▶ _Task to complete_
Lines with "stored": pull these out of the listing below.

▶ _Data supplied_
══════════

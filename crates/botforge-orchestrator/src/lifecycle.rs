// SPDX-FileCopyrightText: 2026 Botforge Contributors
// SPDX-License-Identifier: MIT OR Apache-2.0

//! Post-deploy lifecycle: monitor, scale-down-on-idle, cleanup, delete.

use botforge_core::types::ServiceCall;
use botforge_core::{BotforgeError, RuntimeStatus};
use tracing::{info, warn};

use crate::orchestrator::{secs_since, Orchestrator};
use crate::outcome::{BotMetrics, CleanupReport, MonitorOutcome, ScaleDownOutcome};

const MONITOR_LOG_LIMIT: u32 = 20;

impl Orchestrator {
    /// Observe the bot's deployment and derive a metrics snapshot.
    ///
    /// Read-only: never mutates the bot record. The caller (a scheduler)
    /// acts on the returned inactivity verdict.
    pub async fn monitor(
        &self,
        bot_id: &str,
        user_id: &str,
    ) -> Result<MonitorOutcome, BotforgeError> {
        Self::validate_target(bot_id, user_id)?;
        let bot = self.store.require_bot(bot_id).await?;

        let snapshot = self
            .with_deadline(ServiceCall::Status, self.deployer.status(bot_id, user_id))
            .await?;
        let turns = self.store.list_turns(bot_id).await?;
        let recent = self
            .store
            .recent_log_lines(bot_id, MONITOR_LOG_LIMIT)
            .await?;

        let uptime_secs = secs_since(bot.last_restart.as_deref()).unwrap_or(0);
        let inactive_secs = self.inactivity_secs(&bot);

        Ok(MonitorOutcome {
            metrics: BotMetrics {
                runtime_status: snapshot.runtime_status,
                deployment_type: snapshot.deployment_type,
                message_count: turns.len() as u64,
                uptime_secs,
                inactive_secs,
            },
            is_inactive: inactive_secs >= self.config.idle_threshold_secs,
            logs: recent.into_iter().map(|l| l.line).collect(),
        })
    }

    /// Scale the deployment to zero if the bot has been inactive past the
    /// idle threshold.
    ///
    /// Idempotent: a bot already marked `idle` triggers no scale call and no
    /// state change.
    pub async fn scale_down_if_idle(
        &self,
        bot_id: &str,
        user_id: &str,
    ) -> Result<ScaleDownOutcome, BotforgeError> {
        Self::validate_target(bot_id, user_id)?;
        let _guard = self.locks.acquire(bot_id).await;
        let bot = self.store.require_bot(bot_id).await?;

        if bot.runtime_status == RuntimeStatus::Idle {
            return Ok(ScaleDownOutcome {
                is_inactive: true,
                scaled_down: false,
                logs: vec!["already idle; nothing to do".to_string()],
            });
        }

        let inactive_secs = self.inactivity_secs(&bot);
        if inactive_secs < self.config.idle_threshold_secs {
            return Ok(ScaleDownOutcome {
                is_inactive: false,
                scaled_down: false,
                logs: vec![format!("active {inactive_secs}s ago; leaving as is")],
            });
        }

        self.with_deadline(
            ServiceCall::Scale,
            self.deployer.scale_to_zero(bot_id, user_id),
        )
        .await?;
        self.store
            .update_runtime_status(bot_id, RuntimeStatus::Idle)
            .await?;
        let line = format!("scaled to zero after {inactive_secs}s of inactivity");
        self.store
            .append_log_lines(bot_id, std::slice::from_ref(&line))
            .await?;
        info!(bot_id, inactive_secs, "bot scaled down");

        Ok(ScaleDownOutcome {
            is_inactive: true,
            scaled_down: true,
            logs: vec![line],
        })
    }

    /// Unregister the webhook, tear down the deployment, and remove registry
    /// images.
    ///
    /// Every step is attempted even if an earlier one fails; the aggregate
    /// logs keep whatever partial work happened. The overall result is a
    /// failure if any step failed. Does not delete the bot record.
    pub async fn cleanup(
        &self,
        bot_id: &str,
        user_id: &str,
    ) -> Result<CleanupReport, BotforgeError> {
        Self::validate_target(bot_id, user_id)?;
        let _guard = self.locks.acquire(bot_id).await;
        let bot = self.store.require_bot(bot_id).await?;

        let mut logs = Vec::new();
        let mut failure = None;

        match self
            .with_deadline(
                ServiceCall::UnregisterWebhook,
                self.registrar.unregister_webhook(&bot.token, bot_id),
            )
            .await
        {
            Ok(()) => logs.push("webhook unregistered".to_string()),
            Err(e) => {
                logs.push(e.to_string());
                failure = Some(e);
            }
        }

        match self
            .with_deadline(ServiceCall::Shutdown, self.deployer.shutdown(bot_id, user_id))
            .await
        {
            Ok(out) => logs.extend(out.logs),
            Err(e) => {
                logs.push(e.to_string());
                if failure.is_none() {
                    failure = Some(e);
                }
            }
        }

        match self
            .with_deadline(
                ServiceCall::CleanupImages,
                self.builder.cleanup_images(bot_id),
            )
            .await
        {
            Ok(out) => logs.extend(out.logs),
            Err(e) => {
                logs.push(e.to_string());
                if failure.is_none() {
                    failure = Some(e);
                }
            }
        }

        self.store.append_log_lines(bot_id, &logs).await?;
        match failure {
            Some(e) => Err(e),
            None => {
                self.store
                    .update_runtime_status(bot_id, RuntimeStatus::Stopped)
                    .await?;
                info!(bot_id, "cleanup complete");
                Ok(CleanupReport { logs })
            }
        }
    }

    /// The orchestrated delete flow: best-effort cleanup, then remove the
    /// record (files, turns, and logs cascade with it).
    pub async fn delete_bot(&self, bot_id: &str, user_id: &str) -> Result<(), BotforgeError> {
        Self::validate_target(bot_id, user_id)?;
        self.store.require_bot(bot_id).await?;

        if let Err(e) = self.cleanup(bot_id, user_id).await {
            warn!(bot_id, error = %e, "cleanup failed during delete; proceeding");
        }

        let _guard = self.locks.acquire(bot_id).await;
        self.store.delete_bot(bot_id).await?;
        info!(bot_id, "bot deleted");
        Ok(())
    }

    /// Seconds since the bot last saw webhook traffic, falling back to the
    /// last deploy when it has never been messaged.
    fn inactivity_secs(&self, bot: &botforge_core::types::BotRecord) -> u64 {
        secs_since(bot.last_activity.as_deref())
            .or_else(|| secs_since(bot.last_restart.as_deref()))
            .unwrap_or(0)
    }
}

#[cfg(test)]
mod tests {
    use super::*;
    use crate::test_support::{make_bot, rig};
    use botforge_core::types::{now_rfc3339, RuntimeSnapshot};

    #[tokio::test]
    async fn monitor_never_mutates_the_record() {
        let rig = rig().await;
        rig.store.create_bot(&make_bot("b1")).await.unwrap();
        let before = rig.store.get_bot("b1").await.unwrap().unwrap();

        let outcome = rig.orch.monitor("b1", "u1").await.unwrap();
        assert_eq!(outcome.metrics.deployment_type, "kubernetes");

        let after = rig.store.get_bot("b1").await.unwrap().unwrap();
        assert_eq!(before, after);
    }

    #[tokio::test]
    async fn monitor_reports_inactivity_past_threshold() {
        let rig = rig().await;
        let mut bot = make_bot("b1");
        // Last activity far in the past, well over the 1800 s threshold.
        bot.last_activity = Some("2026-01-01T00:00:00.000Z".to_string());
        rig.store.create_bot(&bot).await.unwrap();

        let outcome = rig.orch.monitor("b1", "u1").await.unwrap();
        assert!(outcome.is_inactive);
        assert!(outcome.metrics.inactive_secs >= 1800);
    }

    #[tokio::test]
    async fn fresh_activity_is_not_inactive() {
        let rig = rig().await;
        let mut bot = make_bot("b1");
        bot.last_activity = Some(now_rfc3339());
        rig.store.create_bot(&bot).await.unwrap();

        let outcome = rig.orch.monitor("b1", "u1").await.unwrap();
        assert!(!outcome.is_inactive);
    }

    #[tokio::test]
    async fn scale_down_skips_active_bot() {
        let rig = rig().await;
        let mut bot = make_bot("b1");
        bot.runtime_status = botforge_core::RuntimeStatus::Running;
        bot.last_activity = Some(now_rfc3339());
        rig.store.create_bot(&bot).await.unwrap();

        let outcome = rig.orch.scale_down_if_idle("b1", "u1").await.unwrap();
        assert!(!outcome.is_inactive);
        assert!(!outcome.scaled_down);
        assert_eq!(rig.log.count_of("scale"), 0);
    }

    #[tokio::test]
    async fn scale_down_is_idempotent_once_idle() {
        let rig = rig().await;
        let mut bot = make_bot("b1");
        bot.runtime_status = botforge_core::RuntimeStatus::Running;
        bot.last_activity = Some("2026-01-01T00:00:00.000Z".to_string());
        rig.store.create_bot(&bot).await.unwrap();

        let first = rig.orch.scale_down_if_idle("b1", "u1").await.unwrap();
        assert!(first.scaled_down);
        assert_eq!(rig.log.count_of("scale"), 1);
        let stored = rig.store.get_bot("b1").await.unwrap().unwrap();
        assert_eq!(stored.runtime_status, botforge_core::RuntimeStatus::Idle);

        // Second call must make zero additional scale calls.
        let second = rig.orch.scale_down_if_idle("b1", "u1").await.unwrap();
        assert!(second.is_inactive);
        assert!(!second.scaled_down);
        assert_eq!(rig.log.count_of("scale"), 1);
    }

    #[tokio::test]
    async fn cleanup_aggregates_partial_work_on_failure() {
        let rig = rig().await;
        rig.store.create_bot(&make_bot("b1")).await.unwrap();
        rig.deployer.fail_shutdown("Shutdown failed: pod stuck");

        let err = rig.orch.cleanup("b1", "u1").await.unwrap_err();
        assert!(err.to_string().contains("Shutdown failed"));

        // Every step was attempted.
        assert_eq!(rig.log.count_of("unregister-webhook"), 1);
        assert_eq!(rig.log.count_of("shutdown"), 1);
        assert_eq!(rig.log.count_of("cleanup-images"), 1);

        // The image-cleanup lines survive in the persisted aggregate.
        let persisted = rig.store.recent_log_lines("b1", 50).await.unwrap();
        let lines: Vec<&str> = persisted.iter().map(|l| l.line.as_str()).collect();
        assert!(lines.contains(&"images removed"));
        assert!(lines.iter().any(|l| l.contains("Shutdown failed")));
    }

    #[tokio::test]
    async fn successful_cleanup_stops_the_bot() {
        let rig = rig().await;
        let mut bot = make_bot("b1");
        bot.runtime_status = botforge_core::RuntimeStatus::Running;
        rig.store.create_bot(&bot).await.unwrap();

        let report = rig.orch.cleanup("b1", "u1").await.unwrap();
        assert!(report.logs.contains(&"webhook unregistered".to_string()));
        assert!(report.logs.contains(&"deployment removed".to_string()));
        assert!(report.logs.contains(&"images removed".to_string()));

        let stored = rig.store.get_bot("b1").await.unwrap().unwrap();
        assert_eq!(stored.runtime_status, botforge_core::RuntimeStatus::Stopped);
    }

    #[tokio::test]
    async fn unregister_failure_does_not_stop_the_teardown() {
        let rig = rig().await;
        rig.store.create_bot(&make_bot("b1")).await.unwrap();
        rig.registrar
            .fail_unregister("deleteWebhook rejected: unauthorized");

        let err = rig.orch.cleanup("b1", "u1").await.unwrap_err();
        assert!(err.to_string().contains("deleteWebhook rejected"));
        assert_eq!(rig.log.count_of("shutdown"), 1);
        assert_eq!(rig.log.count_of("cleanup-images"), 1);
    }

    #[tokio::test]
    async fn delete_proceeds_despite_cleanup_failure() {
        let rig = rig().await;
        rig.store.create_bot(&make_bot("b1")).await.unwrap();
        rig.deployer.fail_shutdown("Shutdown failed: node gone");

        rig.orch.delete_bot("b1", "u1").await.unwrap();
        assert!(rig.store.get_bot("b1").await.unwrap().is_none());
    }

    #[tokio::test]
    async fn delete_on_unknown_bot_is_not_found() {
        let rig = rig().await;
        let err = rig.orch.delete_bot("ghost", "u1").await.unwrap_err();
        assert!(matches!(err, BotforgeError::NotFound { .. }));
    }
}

══════════

▶ _Output_
        let stored = rig.store.get_bot("b1").await.unwrap().unwrap();
        assert_eq!(stored.runtime_status, botforge_core::RuntimeStatus::Idle);
        let stored = rig.store.get_bot("b1").await.unwrap().unwrap();
        assert_eq!(stored.runtime_status, botforge_core::RuntimeStatus::Stopped);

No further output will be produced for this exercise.